- Exercise objective -
Identify all lines in the listing that include the word "PhysicalState", and copy them out.

- Given data -
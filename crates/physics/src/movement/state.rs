//! Physical and pawn state.

use glam::{Quat, Vec2, Vec3};
use serde::{Deserialize, Serialize};

use super::config::MovementConfig;

/// Kinematic state owned by the simulation.
///
/// Mutated only inside a tick step or a reconciliation overwrite.
#[derive(Debug, Clone, Copy, PartialEq, Serialize, Deserialize)]
pub struct PhysicalState {
    /// Position in world space (feet).
    pub position: Vec3,

    /// Body orientation (yaw about world up).
    pub rotation: Quat,

    /// Velocity in world space (meters/second).
    pub velocity: Vec3,

    /// Whether the character is held onto walkable ground.
    pub constrained_to_ground: bool,

    /// Time since the ground constraint was last paused (seconds).
    /// Only advances while the constraint is paused.
    pub unconstrained_time: f32,

    /// The last move found ground below the character.
    pub hit_ground: bool,

    /// The ground found by the last move is walkable.
    pub is_walkable: bool,
}

impl Default for PhysicalState {
    fn default() -> Self {
        Self {
            position: Vec3::ZERO,
            rotation: Quat::IDENTITY,
            velocity: Vec3::ZERO,
            constrained_to_ground: true,
            unconstrained_time: 0.0,
            hit_ground: false,
            is_walkable: false,
        }
    }
}

impl PhysicalState {
    /// Create a new state at the given position.
    pub fn new(position: Vec3) -> Self {
        Self {
            position,
            ..Default::default()
        }
    }

    /// Standing on walkable ground with the constraint active.
    #[inline]
    pub fn is_grounded(&self) -> bool {
        self.constrained_to_ground && self.on_walkable_ground()
    }

    /// The last move touched walkable ground, regardless of the constraint.
    #[inline]
    pub fn on_walkable_ground(&self) -> bool {
        self.hit_ground && self.is_walkable
    }

    /// Let the character leave the ground plane immediately.
    pub fn pause_ground_constraint(&mut self) {
        self.constrained_to_ground = false;
        self.unconstrained_time = 0.0;
    }

    /// Advance the pause timer and restore the constraint once `pause` has elapsed.
    pub fn advance_ground_constraint(&mut self, pause: f32, delta_time: f32) {
        if self.constrained_to_ground {
            return;
        }
        self.unconstrained_time += delta_time;
        if self.unconstrained_time >= pause {
            self.constrained_to_ground = true;
        }
    }

    /// Speed along `up`.
    #[inline]
    pub fn speed_along(&self, up: Vec3) -> f32 {
        self.velocity.dot(up)
    }

    /// Speed perpendicular to `up`.
    pub fn planar_speed(&self, up: Vec3) -> f32 {
        (self.velocity - up * self.velocity.dot(up)).length()
    }

    /// All components are finite.
    pub fn is_finite(&self) -> bool {
        self.position.is_finite()
            && self.velocity.is_finite()
            && self.rotation.is_finite()
            && self.unconstrained_time.is_finite()
    }
}

/// Look orientation (radians).
#[derive(Debug, Clone, Copy, Default, PartialEq, Serialize, Deserialize)]
pub struct LookRotation {
    /// Up/down, clamped to the configured pitch limits.
    pub pitch: f32,

    /// Left/right, normalised to -PI..PI.
    pub yaw: f32,
}

impl LookRotation {
    pub fn new(pitch: f32, yaw: f32) -> Self {
        Self { pitch, yaw }
    }

    /// Horizontal forward direction for this yaw.
    pub fn forward(&self) -> Vec3 {
        let (sin_yaw, cos_yaw) = self.yaw.sin_cos();
        Vec3::new(cos_yaw, 0.0, sin_yaw)
    }

    /// Horizontal right direction for this yaw.
    pub fn right(&self) -> Vec3 {
        let (sin_yaw, cos_yaw) = self.yaw.sin_cos();
        Vec3::new(-sin_yaw, 0.0, cos_yaw)
    }

    /// Body rotation matching this yaw (+X rotated onto [`Self::forward`]).
    pub fn body_rotation(&self) -> Quat {
        Quat::from_rotation_y(-self.yaw)
    }

    /// Add a (yaw, pitch) delta. Yaw wraps to -PI..PI and pitch is clamped.
    pub fn rotated(self, delta: Vec2, min_pitch: f32, max_pitch: f32) -> Self {
        Self {
            pitch: (self.pitch + delta.y).clamp(min_pitch, max_pitch),
            yaw: wrap_angle(self.yaw + delta.x),
        }
    }
}

/// Normalize an angle to -PI..PI.
fn wrap_angle(mut angle: f32) -> f32 {
    while angle > std::f32::consts::PI {
        angle -= std::f32::consts::TAU;
    }
    while angle < -std::f32::consts::PI {
        angle += std::f32::consts::TAU;
    }
    angle
}

/// Gameplay-facing state of the controlled character.
#[derive(Debug, Clone, Copy, PartialEq, Serialize, Deserialize)]
pub struct PawnState {
    /// Jumps used since last grounded. Never exceeds the configured maximum.
    pub jump_count: u32,

    /// Gravity override set by gravity regions. Equal to the base gravity
    /// when no region applies.
    pub gravity_override: Vec3,

    /// Current look rotation.
    pub look: LookRotation,

    /// Root height the visual layer eases toward.
    pub crouch_height: f32,

    /// Sprint intent from the most recent input.
    pub sprint_intent: bool,

    /// Crouch intent from the most recent applied input.
    pub crouch_intent: bool,
}

impl PawnState {
    /// Fresh pawn state for the given configuration.
    pub fn new(config: &MovementConfig) -> Self {
        Self {
            jump_count: 0,
            gravity_override: config.gravity,
            look: LookRotation::default(),
            crouch_height: config.uncrouched_height,
            sprint_intent: false,
            crouch_intent: false,
        }
    }
}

- Completed exercise -
pub struct PhysicalState {
impl Default for PhysicalState {
impl PhysicalState {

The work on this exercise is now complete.